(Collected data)

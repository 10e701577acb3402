use searchviz::Theme;
use searchviz::theme;
use serde::Deserialize;

use super::super::resolved::{ConfigError, ConfigSources};
use crate::cli::CliArgs;

const DEFAULT_THEME: &str = "classic";

/// UI related configuration values prior to validation.
#[derive(Debug, Clone, Default, Deserialize)]
#[serde(default)]
pub(super) struct UiSection {
    pub(super) theme: Option<String>,
}

impl UiSection {
    pub(super) fn apply_cli_overrides(&mut self, cli: &CliArgs) {
        if let Some(theme) = &cli.theme {
            self.theme = Some(theme.clone());
        }
    }

    /// Look up the configured theme, returning its name and palette.
    pub(super) fn resolve(self, sources: &ConfigSources) -> Result<(String, Theme), ConfigError> {
        let name = self.theme.unwrap_or_else(|| DEFAULT_THEME.to_string());
        match theme::by_name(&name) {
            Some(theme) => Ok((name, theme)),
            None => {
                let available: Vec<&str> = theme::names().collect();
                Err(ConfigError::invalid(
                    "ui.theme",
                    name,
                    sources.source_for_theme(),
                    format!("unknown theme (available: {})", available.join(", ")),
                ))
            }
        }
    }
}
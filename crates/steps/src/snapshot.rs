use std::sync::Arc;

use serde::Serialize;

/// Visual state of a single index within a [`Snapshot`].
#[derive(Debug, Clone, Copy, PartialEq, Eq, Hash, Serialize)]
#[serde(rename_all = "kebab-case")]
pub enum CellState {
    /// Neutral: not part of the current comparison.
    Idle,
    /// The element currently compared against the target.
    Candidate,
    /// Still inside the binary search bounds.
    InRange,
    /// Ruled out by a previous binary search comparison.
    Eliminated,
    /// The matched element of a successful run.
    Found,
    /// Every element once a run is exhausted without a match.
    NotFound,
}

impl CellState {
    /// Single character used by plain-text transcripts.
    #[must_use]
    pub const fn glyph(self) -> char {
        match self {
            Self::Idle => '.',
            Self::Candidate => '?',
            Self::InRange => '-',
            Self::Eliminated => ' ',
            Self::Found => '*',
            Self::NotFound => 'x',
        }
    }
}

/// Inclusive binary search bounds at the time of a probe.
#[derive(Debug, Clone, Copy, PartialEq, Eq, Serialize)]
pub struct Bounds {
    pub left: usize,
    pub right: usize,
}

impl Bounds {
    #[must_use]
    pub const fn contains(&self, index: usize) -> bool {
        self.left <= index && index <= self.right
    }
}

/// Where a run stands when a snapshot was taken.
#[derive(Debug, Clone, Copy, PartialEq, Eq, Serialize)]
#[serde(tag = "phase", rename_all = "kebab-case")]
pub enum Phase {
    /// `index` is about to be compared. `bounds` is set for binary search.
    Probe {
        index: usize,
        bounds: Option<Bounds>,
    },
    /// Terminal: the element at `index` equals the target.
    Found { index: usize },
    /// Terminal: no element equals the target.
    Exhausted,
}

impl Phase {
    #[must_use]
    pub const fn is_terminal(&self) -> bool {
        !matches!(self, Self::Probe { .. })
    }
}

/// Immutable picture of one search step.
///
/// The sequence is shared between every snapshot of a run; the state list is
/// built fresh from the [`Phase`] and always matches the sequence length.
#[derive(Debug, Clone, Serialize)]
pub struct Snapshot<T> {
    step: usize,
    #[serde(flatten)]
    phase: Phase,
    values: Arc<[T]>,
    states: Vec<CellState>,
}

impl<T> Snapshot<T> {
    /// Build the snapshot for `phase`, deriving every per-index state from it.
    #[must_use]
    pub fn new(values: Arc<[T]>, step: usize, phase: Phase) -> Self {
        let states = (0..values.len())
            .map(|index| state_at(phase, index))
            .collect();
        Self {
            step,
            phase,
            values,
            states,
        }
    }

    /// One-based position of this snapshot within its run.
    #[must_use]
    pub const fn step(&self) -> usize {
        self.step
    }

    #[must_use]
    pub const fn phase(&self) -> Phase {
        self.phase
    }

    #[must_use]
    pub fn values(&self) -> &[T] {
        &self.values
    }

    /// Shared handle to the sequence, for consumers that outlive the snapshot.
    #[must_use]
    pub fn shared_values(&self) -> Arc<[T]> {
        Arc::clone(&self.values)
    }

    #[must_use]
    pub fn states(&self) -> &[CellState] {
        &self.states
    }

    #[must_use]
    pub const fn is_terminal(&self) -> bool {
        self.phase.is_terminal()
    }

    /// Index under comparison, if this is a probe.
    #[must_use]
    pub const fn candidate(&self) -> Option<usize> {
        match self.phase {
            Phase::Probe { index, .. } => Some(index),
            _ => None,
        }
    }

    /// Render the state list as one glyph per index.
    #[must_use]
    pub fn glyphs(&self) -> String {
        self.states.iter().map(|state| state.glyph()).collect()
    }
}

fn state_at(phase: Phase, index: usize) -> CellState {
    match phase {
        Phase::Probe { index: probe, .. } if probe == index => CellState::Candidate,
        Phase::Probe { bounds: None, .. } => CellState::Idle,
        Phase::Probe {
            bounds: Some(bounds),
            ..
        } => {
            if bounds.contains(index) {
                CellState::InRange
            } else {
                CellState::Eliminated
            }
        }
        Phase::Found { index: found } if found == index => CellState::Found,
        Phase::Found { .. } => CellState::Idle,
        Phase::Exhausted => CellState::NotFound,
    }
}
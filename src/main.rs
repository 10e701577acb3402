mod cli;
mod settings;
mod workflow;

use anyhow::Result;
use cli::{CliArgs, OutputFormat, parse_cli, print_json, print_plain, print_summary};
use settings::ResolvedConfig;
use workflow::SearchWorkflow;

fn main() -> Result<()> {
    let cli = parse_cli();

    if cli.list_themes {
        for name in searchviz::theme::names() {
            println!("{name}");
        }
        return Ok(());
    }

    let resolved = settings::load(&cli)?;
    for warning in &resolved.warnings {
        eprintln!("warning: {warning}");
    }

    if cli.print_config {
        resolved.print_summary();
    }

    run(&cli, resolved)
}

/// Run headless or interactively and print output in the chosen format.
fn run(cli: &CliArgs, settings: ResolvedConfig) -> Result<()> {
    let workflow = SearchWorkflow::from_config(settings)?;

    if !cli.headless {
        let summary = workflow.run_interactive()?;
        print_summary(&summary);
        return Ok(());
    }

    let transcript = workflow.run_headless()?;
    match cli.output {
        OutputFormat::Plain => print_plain(&transcript),
        OutputFormat::Json => print_json(&transcript)?,
    }

    Ok(())
}
//! Runtime logging routed into the in-terminal log pane.
//!
//! Records go through the `log` facade and are buffered by `tui-logger`. Its
//! own background thread feeds the log pane, so nothing is written over the
//! alternate screen.

use std::sync::Once;

use log::LevelFilter;

static INIT: Once = Once::new();

/// Install the `tui-logger` backend. Repeated calls are no-ops.
pub fn initialize() {
    INIT.call_once(|| {
        if tui_logger::init_logger(LevelFilter::Debug).is_ok() {
            tui_logger::set_default_level(LevelFilter::Debug);
        }
    });
}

# WORK INSTRUCTION
Only lines with the word "CliArgs" go in the answer. Take them all from the entries above.

# RESPONSE AREA
use crate::cli::CliArgs;
    pub(super) fn apply_cli_overrides(&mut self, cli: &CliArgs) {
use cli::{CliArgs, OutputFormat, parse_cli, print_json, print_plain, print_summary};
fn run(cli: &CliArgs, settings: ResolvedConfig) -> Result<()> {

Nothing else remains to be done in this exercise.